After pressing play on the new Strokes album “Room on Fire,” I thought, “Is this it?” Not “Is this ‘Is This It?,'” mind you, but “Is this it?” 34 odd minutes later I realized — this — is — IT! Just what exactly “it” is or what it “is” is up to you, really, but I’ll tell you “this”: “this” “is” the album Radiohead wishes “it” could have made — a colossal album that straddles the rusty razor’s edge between fragile art and the corrosive, explosive, eversive and downright muddy waters of turbulent guitar noise.

Obsessive fans who adored the orgasmic caramel hooks of the first album may be turned off by the apparent lack of superficial hooks in this one, but they are there. Underneath the clamor lie some blustery guitar duels that seem so wrong but feel so, so right. When I listen to the last three Radiohead albums for the hooks that Thom Yorke swears are there, I always think that maybe the melodies really just aren’t there, or that maybe I’m just not aware. Nope. I just don’t care (yes, that’s from “Heroin” — so kill me). Those obsconded Radiohead hooks never fail to bore me, but the Strokes’, especially here, never cease to amaze me. There are countermelodies within their songs, a la the Velvet Underground’s “Loaded,” that sometimes are buried so far into the mix that finding them is like peeling back the skin on an ugly brown scab and finding fresh new pink skin underneath. Disgusting analogies aside, the Strokes know what they’re doing, and succeed overwhelmingly.

This comes as no surprise, considering how much the band members have improved across the board. Rhythm has never been a problem for guitarist Albert Hammond Jr., so he keeps flailing away brilliantly with Nikolai Fraiture’s bass leading the way. But Nick Valensi’s solos no longer seem as constricted as they did on “Is This It?,” and both he and Hammond pull out some incredibly vicious howls of feedback that could really open up the band’s meticulous live shows into some truly harrowing affairs. Valensi still generates some stunningly gorgeous strings of sound on the ballads, not to mention a new guitar-synth sound straight outta 1983. Perhaps the most delightfully surprising revelation of the album is drummer Fabrizio Moretti’s complete rhythmic infallibility: this guy could make a metronome blush. He takes Joy Division’s whip-crack sparsity and removes the echo. Then he adds Moe Tucker’s merciless tenacity with such a watertight precision that it could make Kraftwerk prematurely ejaculate for the first time since — well, ever, I guess — those Germans could breathe rhythmically for four hours during a Sting-esque sexcapade. The only time I would pay money to hear a drum solo would be if Moretti and Wilco’s Glenn Kotche had a drum-off, seeing as they are now the two most inventive drummers around today.
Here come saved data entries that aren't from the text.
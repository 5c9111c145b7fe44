//! Abnormal and cumulative abnormal returns around an event.

use chrono::NaiveDate;
use log::{info, warn};

use crate::{
    Capm, CarMethod, EventStudyConfig, Kbn, MovingPoint, PriceSeries, Result, ReturnPoint,
    ReturnSeries,
};

/// Abnormal returns of an instrument against a fitted [`Capm`]
#[derive(Debug, Clone)]
pub struct EventStudy {
    capm: Capm,
    abnormal: ReturnSeries,
    cumulative: Vec<MovingPoint>,
}

/// One dated row of an event study, as written to a report
#[derive(Debug, Clone, Copy, PartialEq)]
pub struct EventStudyRow {
    /// Date of the row
    pub date: NaiveDate,
    /// Realised instrument return
    pub actual: f64,
    /// Fitted or forecast instrument return
    pub forecast: f64,
    /// Benchmark return
    pub benchmark: f64,
    /// `actual - forecast`
    pub abnormal: f64,
    /// Cumulative abnormal return
    pub cumulative: f64,
}

impl EventStudy {
    /// Computes abnormal returns over every fitted date
    ///
    /// The abnormal return on each fitted date is the instrument's realised
    /// return on that date minus the fitted one. Inside the estimation period
    /// both are the same realised return, so abnormal returns are zero there.
    pub fn from_capm(capm: Capm) -> Self {
        let actual = capm.actual_returns();
        let abnormal: ReturnSeries = capm
            .fitted_returns()
            .iter()
            .filter_map(|fitted| {
                actual
                    .value_at(fitted.date)
                    .map(|r| ReturnPoint::new(fitted.date, r - fitted.value))
            })
            .collect();
        let cumulative = pairwise_cumulative(&abnormal);
        Self {
            capm,
            abnormal,
            cumulative,
        }
    }

    /// The fitted model
    pub const fn capm(&self) -> &Capm {
        &self.capm
    }

    /// Abnormal returns, one per fitted date
    pub const fn abnormal_returns(&self) -> &ReturnSeries {
        &self.abnormal
    }

    /// Cumulative abnormal returns by the pairwise recurrence, see [`pairwise_cumulative`]
    pub fn cumulative_abnormal_returns(&self) -> &[MovingPoint] {
        &self.cumulative
    }

    /// Cumulative abnormal returns as a running total, see [`running_cumulative`]
    pub fn running_car(&self) -> Vec<MovingPoint> {
        running_cumulative(&self.abnormal)
    }

    /// Cumulative abnormal returns aggregated by `method`
    pub fn cumulative(&self, method: CarMethod) -> Vec<MovingPoint> {
        match method {
            CarMethod::Pairwise => self.cumulative.clone(),
            CarMethod::Running => self.running_car(),
        }
    }

    /// Lines up every series on the fitted dates
    pub fn rows(&self, method: CarMethod) -> Vec<EventStudyRow> {
        let actual = self.capm.actual_returns();
        let fitted = self.capm.fitted_returns();
        let market = self.capm.paired_market_returns();
        self.abnormal
            .iter()
            .zip(self.cumulative(method))
            .zip(fitted.iter().zip(market))
            .filter_map(|((ar, car), (fit, rm))| {
                Some(EventStudyRow {
                    date: ar.date,
                    actual: actual.value_at(ar.date)?,
                    forecast: fit.value,
                    benchmark: rm.value,
                    abnormal: ar.value,
                    cumulative: car.value,
                })
            })
            .collect()
    }
}

/// Sums each abnormal return with the one before it
///
/// `CAR[0] = 0` and `CAR[i] = AR[i-1] + AR[i]`. This is a two-term rolling
/// sum, not a running total from the first date.
pub fn pairwise_cumulative(abnormal: &ReturnSeries) -> Vec<MovingPoint> {
    let points = abnormal.as_slice();
    points
        .iter()
        .enumerate()
        .map(|(i, ar)| {
            let car = match i {
                0 => 0.0,
                _ => points[i - 1].value + ar.value,
            };
            MovingPoint::new(ar.date, car)
        })
        .collect()
}

/// Running total of abnormal returns from the first date, with compensated summation
pub fn running_cumulative(abnormal: &ReturnSeries) -> Vec<MovingPoint> {
    let mut total = Kbn::<f64>::default();
    abnormal
        .iter()
        .map(|ar| {
            total += ar.value;
            MovingPoint::new(ar.date, total.total())
        })
        .collect()
}

/// Runs an event study over two price histories
///
/// Both histories are cut to `[config.start, config.end]`, converted to
/// returns, fitted over the estimation period ending the day before
/// `config.event`, and forecast `config.period` returns from there. Any
/// error aborts the run before a result exists, so nothing partial can be
/// reported.
///
/// A zero close yields a non-finite return, which is logged but not removed.
/// Once such a return enters the rolling statistics their moving averages
/// stay NaN, so a single zero close anywhere in the estimation period turns
/// every beta and forecast after it into NaN. Check
/// [`ReturnSeries::ensure_finite`] on the inputs first to reject such data.
///
/// # Arguments
///
/// * `config` - Event study configuration
/// * `instrument` - Instrument candles
/// * `benchmark` - Benchmark candles
///
/// # Returns
///
/// * `Result<EventStudy>` - The abnormal returns around the event
pub fn run(
    config: &EventStudyConfig,
    instrument: &PriceSeries,
    benchmark: &PriceSeries,
) -> Result<EventStudy> {
    config.validate()?;
    let capm_config = config.capm()?;
    info!(
        "event study of {} against {} around {}",
        config.ticker, config.benchmark, config.event
    );

    let instrument_returns = instrument.between(config.start, config.end).returns();
    let benchmark_returns = benchmark.between(config.start, config.end).returns();
    for (ticker, returns) in [
        (&config.ticker, &instrument_returns),
        (&config.benchmark, &benchmark_returns),
    ] {
        let degenerate = returns.degeneracies();
        if !degenerate.is_empty() {
            warn!(
                "{ticker} has {} non-finite returns, first on {}",
                degenerate.len(),
                degenerate[0]
            );
        }
    }

    let study = Capm::estimate(&instrument_returns, &benchmark_returns, &capm_config)?
        .abnormal_returns();
    info!(
        "{} abnormal returns, {} of them forecast",
        study.abnormal_returns().len(),
        study.capm().forecast_returns().len()
    );
    Ok(study)
}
Then there’s Julian Casablancas, whose resolute monotone actually disappears now and then on this album. Although he still retains his Lou Reed stoicism on a few songs, more than once he wails like a pissed-off Iggy Pop (as if there’s any other kind). And, I swear to God, he’s written the most Blondie song Blondie never recorded with “Between Love and Hate,” along with the band’s most moving, grooving ballad ever, “Under Control.” I’ll be damned — it turns out the Strokes can shimmy — if they want to. Casablancas has also merged his old boyish confusion/naivete/anguish with some morbid, hilarious sarcasm NYC-style. “I’m not your friend/I never was,” he screams in “Automatic Stop,” before dropping this nugget — “She wanted him, but he wanted me.” Just like Sister Ray said.

When was the last time you heard the ugliest songs ever recorded right alongside the most beautiful ballads? Hmm — there’s the VU’s “White Light/White Heat” with the heavenly “Here She Comes Now” followed by the hellish “I Heard Her Call My Name.” And what else? Well, now there’s “Under Control” sandwiched between “The End Has No End” and “Meet Me in the Bathroom.” How lovely.